▶ **Your task**: Sort through the data and copy the lines holding the word "super".

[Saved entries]

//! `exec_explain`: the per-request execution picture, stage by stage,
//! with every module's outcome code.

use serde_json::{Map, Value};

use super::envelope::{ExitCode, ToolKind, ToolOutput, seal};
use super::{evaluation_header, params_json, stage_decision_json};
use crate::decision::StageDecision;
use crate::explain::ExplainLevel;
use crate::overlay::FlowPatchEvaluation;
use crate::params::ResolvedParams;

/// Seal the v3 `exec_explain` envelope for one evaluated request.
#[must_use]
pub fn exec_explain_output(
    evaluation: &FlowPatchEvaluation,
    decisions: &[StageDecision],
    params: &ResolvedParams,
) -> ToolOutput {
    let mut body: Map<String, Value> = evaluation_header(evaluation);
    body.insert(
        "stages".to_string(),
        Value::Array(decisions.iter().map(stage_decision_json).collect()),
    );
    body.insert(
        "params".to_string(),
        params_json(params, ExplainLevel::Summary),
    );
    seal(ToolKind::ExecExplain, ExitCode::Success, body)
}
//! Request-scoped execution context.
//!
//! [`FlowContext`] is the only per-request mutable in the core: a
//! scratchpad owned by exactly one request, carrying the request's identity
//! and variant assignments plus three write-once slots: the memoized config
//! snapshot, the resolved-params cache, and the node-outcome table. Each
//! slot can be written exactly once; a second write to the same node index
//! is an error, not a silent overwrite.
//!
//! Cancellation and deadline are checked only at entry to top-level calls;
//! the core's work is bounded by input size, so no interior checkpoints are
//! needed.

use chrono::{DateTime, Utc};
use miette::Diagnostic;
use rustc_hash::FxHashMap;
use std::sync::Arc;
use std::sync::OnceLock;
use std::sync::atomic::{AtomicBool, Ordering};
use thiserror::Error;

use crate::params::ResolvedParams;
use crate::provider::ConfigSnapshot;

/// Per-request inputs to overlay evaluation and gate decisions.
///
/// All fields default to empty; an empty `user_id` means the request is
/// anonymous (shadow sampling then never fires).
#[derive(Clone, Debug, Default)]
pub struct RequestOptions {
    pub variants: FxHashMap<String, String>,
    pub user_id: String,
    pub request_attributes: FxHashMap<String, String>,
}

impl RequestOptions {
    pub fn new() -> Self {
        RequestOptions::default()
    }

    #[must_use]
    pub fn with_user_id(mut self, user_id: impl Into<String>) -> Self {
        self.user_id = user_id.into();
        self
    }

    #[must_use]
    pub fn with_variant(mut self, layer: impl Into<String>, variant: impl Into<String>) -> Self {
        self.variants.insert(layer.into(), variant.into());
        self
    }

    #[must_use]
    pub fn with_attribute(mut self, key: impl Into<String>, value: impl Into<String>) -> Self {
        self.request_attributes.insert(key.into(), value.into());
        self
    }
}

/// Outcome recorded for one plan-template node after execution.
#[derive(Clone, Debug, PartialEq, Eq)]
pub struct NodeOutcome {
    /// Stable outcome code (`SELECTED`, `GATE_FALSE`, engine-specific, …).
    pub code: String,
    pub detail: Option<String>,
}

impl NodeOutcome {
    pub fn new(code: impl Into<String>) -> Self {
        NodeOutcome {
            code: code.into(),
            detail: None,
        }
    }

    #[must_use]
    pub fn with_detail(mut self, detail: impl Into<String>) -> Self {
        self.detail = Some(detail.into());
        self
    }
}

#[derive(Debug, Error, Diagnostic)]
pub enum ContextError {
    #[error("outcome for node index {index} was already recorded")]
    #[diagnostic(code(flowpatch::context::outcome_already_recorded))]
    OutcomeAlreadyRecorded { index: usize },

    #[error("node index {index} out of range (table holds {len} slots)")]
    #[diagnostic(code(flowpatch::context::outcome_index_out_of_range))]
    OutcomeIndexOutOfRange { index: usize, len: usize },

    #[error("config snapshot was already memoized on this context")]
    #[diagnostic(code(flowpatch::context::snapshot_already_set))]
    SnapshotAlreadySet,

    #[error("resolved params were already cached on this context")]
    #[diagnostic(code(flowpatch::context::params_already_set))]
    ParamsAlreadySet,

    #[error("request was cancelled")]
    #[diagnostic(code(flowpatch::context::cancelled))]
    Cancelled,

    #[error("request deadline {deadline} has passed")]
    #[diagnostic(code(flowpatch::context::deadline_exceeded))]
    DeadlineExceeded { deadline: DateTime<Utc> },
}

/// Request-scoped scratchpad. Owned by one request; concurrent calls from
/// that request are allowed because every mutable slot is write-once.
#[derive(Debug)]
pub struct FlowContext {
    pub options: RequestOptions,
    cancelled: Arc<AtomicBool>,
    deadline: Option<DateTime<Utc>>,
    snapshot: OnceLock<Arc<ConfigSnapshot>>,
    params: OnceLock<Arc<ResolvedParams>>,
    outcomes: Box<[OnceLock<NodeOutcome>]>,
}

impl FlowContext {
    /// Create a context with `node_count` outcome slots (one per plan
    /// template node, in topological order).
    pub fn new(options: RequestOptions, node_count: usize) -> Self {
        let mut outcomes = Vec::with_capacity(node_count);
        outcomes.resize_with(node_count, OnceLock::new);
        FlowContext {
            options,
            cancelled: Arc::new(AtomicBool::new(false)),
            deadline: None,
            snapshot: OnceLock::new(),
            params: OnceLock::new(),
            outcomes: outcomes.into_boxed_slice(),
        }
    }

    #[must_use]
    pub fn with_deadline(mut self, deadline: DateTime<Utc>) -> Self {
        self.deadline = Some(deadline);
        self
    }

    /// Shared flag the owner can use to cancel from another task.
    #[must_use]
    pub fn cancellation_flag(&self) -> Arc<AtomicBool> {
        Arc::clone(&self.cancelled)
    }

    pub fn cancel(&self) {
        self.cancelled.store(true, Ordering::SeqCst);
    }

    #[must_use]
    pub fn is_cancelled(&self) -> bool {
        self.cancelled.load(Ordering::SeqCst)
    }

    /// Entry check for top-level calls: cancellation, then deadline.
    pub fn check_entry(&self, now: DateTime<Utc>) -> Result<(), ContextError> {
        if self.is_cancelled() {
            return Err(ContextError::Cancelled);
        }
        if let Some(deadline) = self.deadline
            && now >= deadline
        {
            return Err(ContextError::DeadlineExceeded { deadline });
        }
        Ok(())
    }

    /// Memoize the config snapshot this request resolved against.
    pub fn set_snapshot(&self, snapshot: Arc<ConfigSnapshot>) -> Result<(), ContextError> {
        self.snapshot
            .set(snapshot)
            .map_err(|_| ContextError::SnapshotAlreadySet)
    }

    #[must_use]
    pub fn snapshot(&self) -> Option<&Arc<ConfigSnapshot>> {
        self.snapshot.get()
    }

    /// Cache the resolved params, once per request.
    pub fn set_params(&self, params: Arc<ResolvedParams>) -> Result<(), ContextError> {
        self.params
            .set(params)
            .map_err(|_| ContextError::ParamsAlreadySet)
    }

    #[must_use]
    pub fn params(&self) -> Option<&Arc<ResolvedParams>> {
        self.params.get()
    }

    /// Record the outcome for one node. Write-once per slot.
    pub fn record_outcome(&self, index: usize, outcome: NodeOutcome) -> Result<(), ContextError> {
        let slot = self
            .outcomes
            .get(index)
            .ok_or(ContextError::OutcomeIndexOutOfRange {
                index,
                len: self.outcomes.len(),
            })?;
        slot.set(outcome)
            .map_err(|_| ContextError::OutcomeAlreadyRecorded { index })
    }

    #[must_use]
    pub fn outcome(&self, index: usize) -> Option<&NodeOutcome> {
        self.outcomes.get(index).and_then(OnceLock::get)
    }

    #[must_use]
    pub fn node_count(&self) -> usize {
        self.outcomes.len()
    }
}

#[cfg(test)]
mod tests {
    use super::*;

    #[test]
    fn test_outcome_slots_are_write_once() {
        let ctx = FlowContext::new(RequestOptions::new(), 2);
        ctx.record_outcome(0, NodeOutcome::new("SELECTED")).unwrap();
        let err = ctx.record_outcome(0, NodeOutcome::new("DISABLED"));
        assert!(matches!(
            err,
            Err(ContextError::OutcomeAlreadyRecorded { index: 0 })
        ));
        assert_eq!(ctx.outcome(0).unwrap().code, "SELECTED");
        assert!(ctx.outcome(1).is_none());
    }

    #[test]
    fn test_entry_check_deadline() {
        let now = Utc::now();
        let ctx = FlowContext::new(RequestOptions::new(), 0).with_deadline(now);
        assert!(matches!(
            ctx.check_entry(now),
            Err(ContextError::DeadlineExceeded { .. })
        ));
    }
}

▶ **Completed exercise**:
use super::envelope::{ExitCode, ToolKind, ToolOutput, seal};
use super::{evaluation_header, params_json, stage_decision_json};
    use super::*;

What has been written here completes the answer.